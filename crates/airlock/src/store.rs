//! Policy forest storage and debounced write-back.
//!
//! The forest is the root document plus every sub-document named in its
//! manifest. It is loaded eagerly and fails fast: a missing or malformed
//! manifest file aborts [`PolicyStore::open`].
//!
//! ## Write-back
//!
//! Every [`PolicyStore::invalidate`] sends a tick to a dedicated worker
//! thread running a current-thread tokio runtime. The worker waits until no
//! tick has arrived for `write_delay`, then writes the whole forest once.
//! Any number of invalidations inside the window coalesce into one write.
//!
//! Durability gap: dropping the store (or exiting the process) abandons a
//! pending write. Call [`PolicyStore::flush`] when the forest must be on
//! disk before continuing.

use std::collections::BTreeMap;
use std::fs;
use std::path::{Component, Path, PathBuf};
use std::sync::{Arc, Mutex, MutexGuard, PoisonError};
use std::time::Duration;

use serde::Serialize;
use serde::de::DeserializeOwned;
use tokio::sync::mpsc;

use crate::config::StoreConfig;
use crate::error::StoreError;
use crate::policy::{EntityPolicyData, PolicyData};

/// In-memory policy forest.
#[derive(Debug)]
pub(crate) struct Forest {
    pub(crate) root: PolicyData,
    pub(crate) documents: BTreeMap<String, EntityPolicyData>,
    /// Transient documents backing synthesized nodes; never persisted.
    pub(crate) scratch: BTreeMap<String, EntityPolicyData>,
    root_file: String,
}

impl Forest {
    fn new(root: PolicyData, documents: BTreeMap<String, EntityPolicyData>, root_file: String) -> Self {
        Self {
            root,
            documents,
            scratch: BTreeMap::new(),
            root_file,
        }
    }

    /// Add `id` to the manifest. Returns false if it was already there.
    pub(crate) fn register(&mut self, id: &str) -> bool {
        if self.root.manifest.contains_key(id) {
            return false;
        }
        let base = document_file(id);
        let mut candidate = base.clone();
        let mut suffix = 1;
        while candidate == self.root_file || self.root.manifest.values().any(|p| *p == candidate) {
            let stem = base.strip_suffix(".json").unwrap_or(&base);
            candidate = format!("{stem}~{suffix}.json");
            suffix += 1;
        }
        self.root.manifest.insert(id.to_owned(), candidate);
        true
    }
}

/// Relative file for a document id: slash-separated segments restricted to
/// a filesystem-safe alphabet.
fn document_file(id: &str) -> String {
    let segments: Vec<String> = id
        .split('/')
        .filter(|segment| !segment.is_empty())
        .map(|segment| {
            let cleaned: String = segment
                .chars()
                .map(|c| {
                    if c.is_ascii_alphanumeric() || "-_.[]@$".contains(c) {
                        c
                    } else {
                        '_'
                    }
                })
                .collect();
            if cleaned.chars().all(|c| c == '.') {
                cleaned.replace('.', "_")
            } else {
                cleaned
            }
        })
        .collect();
    if segments.is_empty() {
        "_.json".to_owned()
    } else {
        format!("{}.json", segments.join("/"))
    }
}

fn lock(forest: &Mutex<Forest>) -> MutexGuard<'_, Forest> {
    forest.lock().unwrap_or_else(PoisonError::into_inner)
}

// ---------------------------------------------------------------------------
// Files
// ---------------------------------------------------------------------------

#[derive(Debug)]
struct PolicyFiles {
    root: PathBuf,
    name: String,
}

impl PolicyFiles {
    fn root_file_name(&self) -> String {
        format!("{}.json", self.name)
    }

    fn root_file(&self) -> PathBuf {
        self.root.join(self.root_file_name())
    }

    fn resolve(&self, id: &str, relative: &str) -> Result<PathBuf, StoreError> {
        let path = Path::new(relative);
        if relative.is_empty() || !path.components().all(|c| matches!(c, Component::Normal(_))) {
            return Err(StoreError::InvalidManifest {
                id: id.to_owned(),
                path: relative.to_owned(),
            });
        }
        Ok(self.root.join(path))
    }

    fn persist(&self, forest: &Mutex<Forest>) -> Result<usize, StoreError> {
        // Serialize under the lock, write outside it.
        let outputs = {
            let forest = lock(forest);
            let mut outputs = Vec::with_capacity(forest.root.manifest.len() + 1);
            outputs.push((self.root_file(), pretty("<root>", &forest.root)?));
            for (id, relative) in &forest.root.manifest {
                if let Some(document) = forest.documents.get(id) {
                    outputs.push((self.resolve(id, relative)?, pretty(id, document)?));
                }
            }
            outputs
        };
        for (path, text) in &outputs {
            if let Some(parent) = path.parent() {
                fs::create_dir_all(parent).map_err(|source| StoreError::Write {
                    path: parent.to_path_buf(),
                    source,
                })?;
            }
            fs::write(path, text).map_err(|source| StoreError::Write {
                path: path.clone(),
                source,
            })?;
        }
        Ok(outputs.len())
    }
}

fn pretty<T: Serialize>(id: &str, value: &T) -> Result<String, StoreError> {
    let mut text = serde_json::to_string_pretty(value).map_err(|source| StoreError::Serialize {
        id: id.to_owned(),
        source,
    })?;
    text.push('\n');
    Ok(text)
}

fn read_json<T: DeserializeOwned>(path: &Path) -> Result<T, StoreError> {
    let text = fs::read_to_string(path).map_err(|source| StoreError::Read {
        path: path.to_path_buf(),
        source,
    })?;
    serde_json::from_str(&text).map_err(|source| StoreError::Parse {
        path: path.to_path_buf(),
        source,
    })
}

fn spawn_writeback(
    forest: Arc<Mutex<Forest>>,
    files: Arc<PolicyFiles>,
    delay: Duration,
) -> Result<mpsc::UnboundedSender<()>, StoreError> {
    let (ticks, mut rx) = mpsc::unbounded_channel::<()>();
    let runtime = tokio::runtime::Builder::new_current_thread()
        .enable_time()
        .build()
        .map_err(StoreError::Worker)?;
    std::thread::Builder::new()
        .name("policy-writeback".to_owned())
        .spawn(move || {
            runtime.block_on(async move {
                while rx.recv().await.is_some() {
                    loop {
                        tokio::select! {
                            () = tokio::time::sleep(delay) => break,
                            tick = rx.recv() => {
                                if tick.is_none() {
                                    tracing::debug!("policy store closed with a pending write");
                                    return;
                                }
                            }
                        }
                    }
                    match files.persist(&forest) {
                        Ok(count) => tracing::debug!(
                            root = %files.root.display(),
                            files = count,
                            "policy forest written"
                        ),
                        Err(e) => tracing::error!(error = %e, "policy write-back failed"),
                    }
                }
            });
        })
        .map_err(StoreError::Worker)?;
    Ok(ticks)
}

// ---------------------------------------------------------------------------
// PolicyStore
// ---------------------------------------------------------------------------

/// Owner of the policy forest.
///
/// ## Example
///
/// ```rust,ignore
/// use airlock::{PolicyStore, StoreConfig};
///
/// let store = PolicyStore::open(&StoreConfig::new("./policies"))?;
/// println!("{} documents", store.ids().len());
/// store.flush()?;
/// ```
pub struct PolicyStore {
    forest: Arc<Mutex<Forest>>,
    files: Option<Arc<PolicyFiles>>,
    write_delay: Duration,
    ticks: Option<mpsc::UnboundedSender<()>>,
}

impl std::fmt::Debug for PolicyStore {
    fn fmt(&self, f: &mut std::fmt::Formatter<'_>) -> std::fmt::Result {
        f.debug_struct("PolicyStore")
            .field("files", &self.files)
            .field("write_delay", &self.write_delay)
            .finish_non_exhaustive()
    }
}

impl PolicyStore {
    /// Load the forest under `config.root` and start the write-back worker.
    ///
    /// A missing root document starts an empty forest with process defaults
    /// and schedules its first write.
    pub fn open(config: &StoreConfig) -> Result<Self, StoreError> {
        let files = PolicyFiles {
            root: config.root.clone(),
            name: config.name.clone(),
        };
        let root_path = files.root_file();
        let (root, fresh) = if root_path.exists() {
            (read_json::<PolicyData>(&root_path)?, false)
        } else {
            (PolicyData::default(), true)
        };
        let mut documents = BTreeMap::new();
        for (id, relative) in &root.manifest {
            let path = files.resolve(id, relative)?;
            documents.insert(id.clone(), read_json::<EntityPolicyData>(&path)?);
        }
        tracing::debug!(
            root = %config.root.display(),
            documents = documents.len(),
            fresh,
            "loaded policy forest"
        );

        let forest = Arc::new(Mutex::new(Forest::new(root, documents, files.root_file_name())));
        let files = Arc::new(files);
        let ticks = spawn_writeback(Arc::clone(&forest), Arc::clone(&files), config.write_delay)?;
        let store = Self {
            forest,
            files: Some(files),
            write_delay: config.write_delay,
            ticks: Some(ticks),
        };
        if fresh {
            store.invalidate();
        }
        Ok(store)
    }

    /// A forest that is never persisted.
    pub fn in_memory(root: PolicyData) -> Self {
        Self {
            forest: Arc::new(Mutex::new(Forest::new(root, BTreeMap::new(), String::new()))),
            files: None,
            write_delay: Duration::ZERO,
            ticks: None,
        }
    }

    /// Schedule a write-back of the whole forest.
    pub fn invalidate(&self) {
        if let Some(ticks) = &self.ticks
            && ticks.send(()).is_err()
        {
            tracing::warn!("policy write-back worker is gone; change not scheduled");
        }
    }

    /// Write the whole forest now.
    pub fn flush(&self) -> Result<(), StoreError> {
        if let Some(files) = &self.files {
            files.persist(&self.forest)?;
        }
        Ok(())
    }

    /// Quiescence delay before a scheduled write.
    pub fn write_delay(&self) -> Duration {
        self.write_delay
    }

    /// Directory the forest is persisted to, if any.
    pub fn location(&self) -> Option<&Path> {
        self.files.as_deref().map(|f| f.root.as_path())
    }

    /// Snapshot of the root document.
    pub fn root(&self) -> PolicyData {
        self.with_forest(|f| f.root.clone())
    }

    /// Snapshot of a sub-document.
    pub fn document(&self, id: &str) -> Option<EntityPolicyData> {
        self.with_forest(|f| f.documents.get(id).cloned())
    }

    /// Ids of every loaded or created sub-document.
    pub fn ids(&self) -> Vec<String> {
        self.with_forest(|f| f.documents.keys().cloned().collect())
    }

    pub(crate) fn with_forest<R>(&self, f: impl FnOnce(&mut Forest) -> R) -> R {
        f(&mut lock(&self.forest))
    }
}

------------

• [What is needed]:
Copy every line of the listing where the word "recv" appears.

• [Response area]:
                while rx.recv().await.is_some() {
                            tick = rx.recv() => {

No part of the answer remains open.